Following the first-level wavelet transform, 3 × 3 depthwise convolution is performed on the generated frequency sub-bands. Subsequently, second-level wavelet decomposition is applied to the low-frequency components to extract coarser-grained structural representations. With increasing decomposition levels, the low-frequency components progressively exhibit enhanced coarseness, focusing on global structural features (e.g., optic disc boundaries) while demonstrating improved noise robustness. Finally, 3 × 3 depthwise convolution is implemented across all 2-level frequency sub-bands; the operation is shown in Equation (4).

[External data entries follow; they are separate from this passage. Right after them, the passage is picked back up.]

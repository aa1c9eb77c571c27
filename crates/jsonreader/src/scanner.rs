//! The scanner (spec §4.C): stateless byte-level routines that locate token
//! and value boundaries. Every operation takes `(source, offset)` and
//! returns a new offset (optionally with auxiliary data); none of them hold
//! state of their own, so they can be invoked on demand from any handle.

use alloc::vec::Vec;

use crate::{
    byte_source::{ByteSource, Sentinel},
    charclass::{is_number_start, is_structural_begin, is_structural_end, is_value_noise, is_whitespace},
    error::ScanErrorKind,
};

/// Advances past whitespace, per spec 4.C.1.
#[must_use]
pub fn skip_whitespace(source: &impl ByteSource, mut i: usize) -> usize {
    while is_whitespace(source.byte_at(i)) {
        i = source.advance(i);
    }
    i
}

/// Advances once, then skips whitespace/`,`/`:` — the canonical
/// "past current token" step used between members of a collection (spec
/// 4.C.2).
#[must_use]
pub fn skip_noise(source: &impl ByteSource, i: usize) -> usize {
    let mut cur = source.advance(i);
    while is_value_noise(source.byte_at(cur)) {
        cur = source.advance(cur);
    }
    cur
}

/// Returns the offset of the last byte of the value whose first byte is at
/// `i` (spec 4.C.3).
pub fn end_of_value(source: &impl ByteSource, i: usize) -> Result<usize, ScanErrorKind> {
    let b = source.byte_at(i);
    match b {
        b'{' | b'[' => end_of_collection(source, i),
        b'"' => end_of_string(source, i).map(|(end, _has_escape)| end),
        b'-' | b'0'..=b'9' => end_of_number(source, i),
        b't' => Ok(nth_advance(source, i, 3)),
        b'f' => Ok(nth_advance(source, i, 4)),
        b'n' => Ok(nth_advance(source, i, 3)),
        _ => Err(ScanErrorKind::UnexpectedByte { offset: i, found: b }),
    }
}

fn nth_advance(source: &impl ByteSource, mut i: usize, n: usize) -> usize {
    for _ in 0..n {
        i = source.advance(i);
    }
    i
}

/// Returns the offset of the matching closing bracket for the collection
/// beginning at `i` (spec 4.C.4). Uses a nesting counter rather than
/// recursion, so it is stack-safe for arbitrarily deep documents.
pub fn end_of_collection(source: &impl ByteSource, i: usize) -> Result<usize, ScanErrorKind> {
    let mut nesting: i64 = 1;
    let mut cur = i;
    loop {
        cur = skip_noise(source, cur);
        let b = source.byte_at(cur);
        if is_structural_begin(b) {
            nesting += 1;
        } else if is_structural_end(b) {
            nesting -= 1;
            if nesting == 0 {
                return Ok(cur);
            }
        } else if b == Sentinel::Terminator.byte() {
            return Err(ScanErrorKind::UnexpectedByte { offset: cur, found: b });
        } else if b == Sentinel::MoreInputExpected.byte() {
            return Err(ScanErrorKind::InputExhausted);
        } else {
            cur = end_of_value(source, cur)?;
        }
    }
}

/// Scans a string token starting at the opening quote `i`. Returns the
/// offset of the closing quote and whether any `\` escape was observed
/// (spec 4.C.i).
pub fn end_of_string(source: &impl ByteSource, i: usize) -> Result<(usize, bool), ScanErrorKind> {
    let mut cur = source.advance(i);
    let mut has_escape = false;
    loop {
        let b = source.byte_at(cur);
        match b {
            _ if b == Sentinel::Terminator.byte() => {
                return Err(ScanErrorKind::UnterminatedString { offset: i });
            }
            _ if b == Sentinel::MoreInputExpected.byte() => {
                return Err(ScanErrorKind::InputExhausted);
            }
            b'\\' => {
                has_escape = true;
                // Unconditionally consume the escaped byte, including the
                // `u` of `\uXXXX` -- the four hex digits that follow are
                // ordinary bytes to this scan.
                cur = source.advance(cur);
                let escaped = source.byte_at(cur);
                if escaped == Sentinel::Terminator.byte() {
                    return Err(ScanErrorKind::UnterminatedString { offset: i });
                }
                if escaped == Sentinel::MoreInputExpected.byte() {
                    return Err(ScanErrorKind::InputExhausted);
                }
                cur = source.advance(cur);
            }
            b'"' => return Ok((cur, has_escape)),
            _ => cur = source.advance(cur),
        }
    }
}

/// Scans a number token starting at `i`. Returns the offset of its last
/// byte (spec 4.C.ii).
pub fn end_of_number(source: &impl ByteSource, i: usize) -> Result<usize, ScanErrorKind> {
    debug_assert!(is_number_start(source.byte_at(i)));
    let mut end = i;
    loop {
        let next = source.advance(end);
        let b = source.byte_at(next);
        if b == Sentinel::MoreInputExpected.byte() {
            return Err(ScanErrorKind::InputExhausted);
        }
        if b == Sentinel::Terminator.byte() || is_whitespace(b) || is_structural_end(b) || b == b',' {
            return bounded_number_end(source, i, end);
        }
        end = next;
    }
}

/// Rejects a number whose last consumed byte is a sign, decimal point, or
/// exponent marker with nothing after it — JSON number grammar requires a
/// digit to follow each of those, so stopping there means the token was cut
/// off rather than legitimately ended (e.g. bare `-`, `1.`, `1e+`).
fn bounded_number_end(source: &impl ByteSource, start: usize, end: usize) -> Result<usize, ScanErrorKind> {
    match source.byte_at(end) {
        b'-' | b'+' | b'.' | b'e' | b'E' => Err(ScanErrorKind::UnterminatedNumber { offset: start }),
        _ => Ok(end),
    }
}

/// One step of object-member iteration: given `cur` positioned at either
/// the opening `{` or the end of a previously-consumed member's value,
/// returns `None` at the closing `}`, or the key's byte range (exclusive of
/// quotes), whether the key had escapes, the value's offset, and the
/// offset of the value's last byte (which becomes the next `cur`).
pub struct Member {
    /// Offset of the key's opening quote.
    pub key_quote_start: usize,
    /// Offset of the first byte of the key's body (just past the opening
    /// quote).
    pub key_start: usize,
    /// Offset of the key's closing quote.
    pub key_quote_end: usize,
    /// Whether the key contained a `\` escape.
    pub key_has_escape: bool,
    /// Offset of the first byte of the member's value.
    pub value_start: usize,
    /// Offset of the last byte of the member's value.
    pub value_end: usize,
}

/// Advances one member of an object starting from `cur` (either the `{` or
/// a previous member's `value_end`). Returns `Ok(None)` at `}`.
pub fn next_member(source: &impl ByteSource, cur: usize) -> Result<Option<Member>, ScanErrorKind> {
    let at_key = skip_noise(source, cur);
    let b = source.byte_at(at_key);
    if b == b'}' {
        return Ok(None);
    }
    if b != b'"' {
        return Err(ScanErrorKind::UnexpectedByte { offset: at_key, found: b });
    }
    let (key_quote_end, key_has_escape) = end_of_string(source, at_key)?;
    let value_start = skip_noise(source, key_quote_end);
    let value_end = end_of_value(source, value_start)?;
    Ok(Some(Member {
        key_quote_start: at_key,
        key_start: source.advance(at_key),
        key_quote_end,
        key_has_escape,
        value_start,
        value_end,
    }))
}

/// One step of array-element iteration: given `cur` positioned at either the
/// opening `[` or a previously-consumed element's end, returns `None` at the
/// closing `]`, or the element's offset range.
pub fn next_element(
    source: &impl ByteSource,
    cur: usize,
) -> Result<Option<(usize, usize)>, ScanErrorKind> {
    let at_value = skip_noise(source, cur);
    let b = source.byte_at(at_value);
    if b == b']' {
        return Ok(None);
    }
    let value_end = end_of_value(source, at_value)?;
    Ok(Some((at_value, value_end)))
}

/// Locates a member's value by key, honouring the amortised positional-read
/// path: `start` may be the object's opening `{` or a previous member's
/// `value_end`, letting repeated sequential lookups over fields expected in
/// a known order avoid rescanning from the top (spec 4.C.iii).
///
/// Returns the value's start offset, or `None` if `}` is reached first.
/// This is the single-pass, first-match behaviour used for positional
/// reads; full `{...}` lookups that must honour "last key wins" shadowing
/// are built on top in `object::ObjectView::get`.
pub fn find_key_from(
    source: &impl ByteSource,
    start: usize,
    key: &[u8],
) -> Result<Option<usize>, ScanErrorKind> {
    let mut cur = start;
    loop {
        let Some(member) = next_member(source, cur)? else {
            return Ok(None);
        };
        if key_matches(source, &member, key) {
            return Ok(Some(member.value_start));
        }
        cur = member.value_end;
    }
}

/// Compares a scanned member's key against a raw byte key.
///
/// If the key body has no escapes and is the same length as `key`, this is
/// a direct byte comparison; otherwise the key is decoded via the string
/// view and compared character-wise.
pub fn key_matches(source: &impl ByteSource, member: &Member, key: &[u8]) -> bool {
    let body_len = member.key_quote_end - member.key_start;
    if !member.key_has_escape {
        if body_len != key.len() {
            return false;
        }
        let mut raw = Vec::with_capacity(body_len);
        if body_len > 0 {
            source.copy_range(member.key_start, member.key_quote_end - 1, &mut raw);
        }
        return raw == key;
    }
    let decoded = crate::string::decode_body(source, member.key_start, member.key_quote_end);
    decoded == key
}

By conducting convolutions on low-resolution sub-bands, this approach equivalently achieves large receptive field coverage comparable to bigger convolutional kernels (as Figure 3 illustrated), obtaining information-enriched feature representations without substantial parameter increment.

Y_{L L}^{(i)}, Y_{L H}^{(i)}, Y_{H L}^{(i)}, Y_{H H}^{(i)} = Conv (W^{(i)}, (X_{L L}^{(i)}, X_{L H}^{(i)}, X_{H L}^{(i)}, X_{H H}^{(i)}))

(4)

The input feature maps are recursively decomposed and subjected to convolution operations, after which the feature maps need to be reconstructed to their original pre-decomposition scale. This module employs transposed convolution as the inverse wavelet transform method for upsampling. In this module, the second-level sub-bands undergo inverse transformation to match the dimensions of the first-level sub-bands. To aggregate feature maps from different frequency domains, the inversely transformed sub-bands are element-wise summed with the convolution-processed first-level low-frequency sub-band, while other first-level sub-bands remain unchanged. Finally, the processed first-level feature maps undergo inverse wavelet transformation, restoring the feature map resolution to the input dimensions. The operational procedure is formalized in Equation (6).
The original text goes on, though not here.